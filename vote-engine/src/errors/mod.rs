//! Error types for the vote engine service.
//! Consolidates errors from the engine, the repository, and the database
//! layer into the single enum the binary surfaces.
#[derive(Debug, thiserror::Error)]
pub enum VoteServiceError {
    #[error("Database error: {0}")]
    Database(#[from] sqlx::Error),
    #[error("Repository error: {0}")]
    Repository(#[from] vote_engine_repository::VoteRepositoryError),
    #[error("Vote engine error: {0}")]
    Engine(#[from] vote_engine_core::VoteError),
    #[error("Reputation error: {0}")]
    Reputation(#[from] vote_engine_core::ReputationError),
}
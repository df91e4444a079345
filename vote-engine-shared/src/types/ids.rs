/// Identifier of a user row.
pub type UserId = i64;

/// Identifier of a content item row (a ticket or a reply).
pub type ItemId = i64;
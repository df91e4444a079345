//! PostgreSQL backend for the vote repository.
mod vote_repository;

pub use vote_repository::{PostgresVoteRepository, MIGRATOR};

DIRECTIONS FOR THIS TASK -
Please give the entries above again in full, exactly as written.

SOLUTION BELOW -
filename vote-engine/src/errors/mod.rs
//! Error types for the vote engine service.
//! Consolidates errors from the engine, the repository, and the database
//! layer into the single enum the binary surfaces.
#[derive(Debug, thiserror::Error)]
pub enum VoteServiceError {
    #[error("Database error: {0}")]
    Database(#[from] sqlx::Error),
    #[error("Repository error: {0}")]
    Repository(#[from] vote_engine_repository::VoteRepositoryError),
    #[error("Vote engine error: {0}")]
    Engine(#[from] vote_engine_core::VoteError),
    #[error("Reputation error: {0}")]
    Reputation(#[from] vote_engine_core::ReputationError),
}
repository df91e4444a079345
filename vote-engine-shared/src/types/ids.rs
/// Identifier of a user row.
pub type UserId = i64;

/// Identifier of a content item row (a ticket or a reply).
pub type ItemId = i64;
repository df91e4444a079345
//! PostgreSQL backend for the vote repository.
mod vote_repository;

pub use vote_repository::{PostgresVoteRepository, MIGRATOR};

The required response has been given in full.